Specifically for this project, Schlumberger acquired T&T Engineering, a Houston-based rig engineering company, to help develop the new rig's design. The rigs will be manufactured by a joint venture that Schlumberger has created with BAUER Maschinen GmbH, a leading Germany-based machinery manufacturer for oil and gas and mining industries (of note, BAUER already has its own extensive rotary drilling rig product line).
From Cameron's drilling equipment portfolio, the new rig will receive top-drives, pipe handling modules and blow-out preventers. The drilling system will also integrate Schlumberger's suite of downhole tools and technologies and reservoir characterization technologies.
One year after the initiative was launched, Schlumberger announced that it had deployed two rig prototypes in the U.S. market. According to the company, these pilot versions do not have all the features envisioned for the final product but have many elements of the design and are already operating on the software platform being developed for this integrated drilling system. (Six months ago, Schlumberger hinted that five engineering prototypes of the new system would be ready for field testing before year-end 2016, with deployments in the U.S. and Ecuador. The company recently commented that it is on track with its development plan.)
The first prototype rigs were engineered and manufactured in the U.S. Therefore, their deployment "close to home" makes sense, to make sure that the rigs can get all the support from the manufacturing facility and the feedback on their operational performance is quickly returned to the engineering and manufacturing teams. The complete version of the rig is expected in 2017, with the construction of a number of these rigs already budgeted by Schlumberger for next year.
The deployment of the two prototype rigs coincides with Schlumberger's shift to market share capture in those segments of the U.S. Land market where margins have recovered enough to provide a "path towards profitability." While Schlumberger does not see near-term improvement in margins on the pressure pumping side of the business, the company has made optimistic comments with regard to the drilling equipment and services segment.
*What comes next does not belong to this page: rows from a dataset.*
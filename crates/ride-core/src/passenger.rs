//! Passengers and their spend and ride-time aggregates.

use serde::Serialize;

use crate::trip::TripLog;
use crate::types::{DriverId, InvalidArgument, PassengerId, TripId};

/// A passenger and the trips they have taken, oldest first.
#[derive(Debug, Clone, PartialEq, Eq, Serialize)]
pub struct Passenger {
    pub id: PassengerId,
    pub name: String,
    pub phone_number: String,
    pub trips: Vec<TripId>,
}

impl Passenger {
    /// Creates a passenger with no trip history.
    pub fn new(
        id: i64,
        name: impl Into<String>,
        phone_number: impl Into<String>,
    ) -> Result<Self, InvalidArgument> {
        Ok(Self {
            id: PassengerId::new(id)?,
            name: name.into(),
            phone_number: phone_number.into(),
            trips: Vec::new(),
        })
    }

    /// Appends a trip to the passenger's history. Duplicates are not checked.
    pub fn add_trip(&mut self, trip: TripId) {
        self.trips.push(trip);
    }

    /// Sum of trip costs. Trips without a cost count as zero.
    pub fn total_spent(&self, log: &TripLog) -> f64 {
        log.resolve(&self.trips)
            .map(|trip| trip.cost.unwrap_or(0.0))
            .sum()
    }

    /// Total ride time in seconds over closed trips.
    ///
    /// Open trips have no duration yet and are left out.
    pub fn total_time(&self, log: &TripLog) -> i64 {
        log.resolve(&self.trips)
            .filter_map(|trip| trip.duration_in_seconds())
            .sum()
    }

    /// The driver of each trip, in trip order. Repeat drivers appear once per trip.
    pub fn get_drivers(&self, log: &TripLog) -> Vec<DriverId> {
        log.resolve(&self.trips).map(|trip| trip.driver_id).collect()
    }

    /// Drivers who have served this passenger, first-seen order, no repeats.
    pub fn distinct_drivers(&self, log: &TripLog) -> Vec<DriverId> {
        let mut seen = Vec::new();
        for driver in self.get_drivers(log) {
            if !seen.contains(&driver) {
                seen.push(driver);
            }
        }
        seen
    }
}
The Permian Basin appears to be in the center of the company's attention, with more drilling equipment being mobilized to the basin:
…in terms of the reason for mobilizing more equipment into the drilling side is clearly that we have a clear path towards profitability. So given the unique technology offering we have and the technical challenges of drilling these very, very long horizontals, we are able to get pricing which is going to give us… ultimately the returns that we're looking for. And this is why we are prepared to put more capacity into play on the drilling side or what's going on in West Texas.
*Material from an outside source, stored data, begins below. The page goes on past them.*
//! Drivers command for listing the driver pool.

use std::io::Write;

use anyhow::Result;
use clap::Args;

use ride_core::Driver;

use crate::Config;
use crate::fixtures::load_dispatcher;

#[derive(Debug, Args)]
pub struct DriversArgs {
    /// Only list drivers who can take a trip now.
    #[arg(long)]
    pub available: bool,

    /// Output as JSON.
    #[arg(long)]
    pub json: bool,
}

pub fn run<W: Write>(writer: &mut W, args: &DriversArgs, config: &Config) -> Result<()> {
    let dispatcher = load_dispatcher(config)?;
    let drivers: Vec<&Driver> = if args.available {
        dispatcher.removes_unavailable_drivers()
    } else {
        dispatcher.drivers().iter().collect()
    };

    if args.json {
        writeln!(writer, "{}", serde_json::to_string_pretty(&drivers)?)?;
        return Ok(());
    }

    if drivers.is_empty() {
        writeln!(writer, "No drivers found.")?;
        return Ok(());
    }

    for driver in drivers {
        let trips = driver.trips.len();
        let noun = if trips == 1 { "trip" } else { "trips" };
        writeln!(
            writer,
            "#{} {} [{}] {trips} {noun}",
            driver.id, driver.name, driver.status
        )?;
    }
    Ok(())
}
//! Passenger command for showing spend and ride-time aggregates.

use std::io::Write;

use anyhow::Result;
use clap::Args;

use crate::Config;
use crate::commands::util::format_duration;
use crate::fixtures::load_dispatcher;

#[derive(Debug, Args)]
pub struct PassengerArgs {
    /// Passenger ID.
    pub id: i64,

    /// Output as JSON.
    #[arg(long)]
    pub json: bool,
}

pub fn run<W: Write>(writer: &mut W, args: &PassengerArgs, config: &Config) -> Result<()> {
    let dispatcher = load_dispatcher(config)?;
    let summary = dispatcher.passenger_summary(args.id)?;

    if args.json {
        writeln!(writer, "{}", serde_json::to_string_pretty(&summary)?)?;
        return Ok(());
    }

    let drivers = if summary.drivers.is_empty() {
        "none".to_string()
    } else {
        summary
            .drivers
            .iter()
            .map(|id| format!("#{id}"))
            .collect::<Vec<_>>()
            .join(", ")
    };

    writeln!(writer, "Passenger #{}: {}", summary.id, summary.name)?;
    writeln!(writer, "Phone: {}", summary.phone_number)?;
    writeln!(writer, "Trips: {}", summary.trip_count)?;
    writeln!(writer, "Total spent: ${:.2}", summary.total_spent)?;
    writeln!(
        writer,
        "Total time: {}",
        format_duration(summary.total_time_seconds)
    )?;
    writeln!(writer, "Drivers: {drivers}")?;
    Ok(())
}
The addition of two prototype drilling rigs has virtually no impact on the utilization of what I estimate to be 800-strong modern-generation rig fleet in the U.S. That said, Schlumberger's effort will likely lead to the company becoming a meaningful player in the North American drilling market, with a potentially disruptive service offering.
A Strategic Initiative
In essence, the "rig of the future" is a product integration concept. On one hand, Schlumberger expects its customers to win as a wide spectrum of advanced technologies are combined and maximized to deliver the "smartest" and most cost efficient well construction process. On the other hand, Schlumberger expects that it will gain a competitive advantage over the industry and increase market penetration for its higher-margin products and services via a stapled offering.
Therefore, it would be incorrect to think of the "rig of the future" as an attempt by Schlumberger to capture a share of the highly competitive and commoditized North American land drilling market. It is an attempt to capture a share of the entire oil services market by moving from selling a Schlumberger downhole tool or a Schlumberger reservoir characterization service to selling a Schlumberger well, and extrapolating a Schlumberger full field development. In many ways, the "rig of the future" is a logical extension of the company's integrated project management philosophy and should be viewed in that context.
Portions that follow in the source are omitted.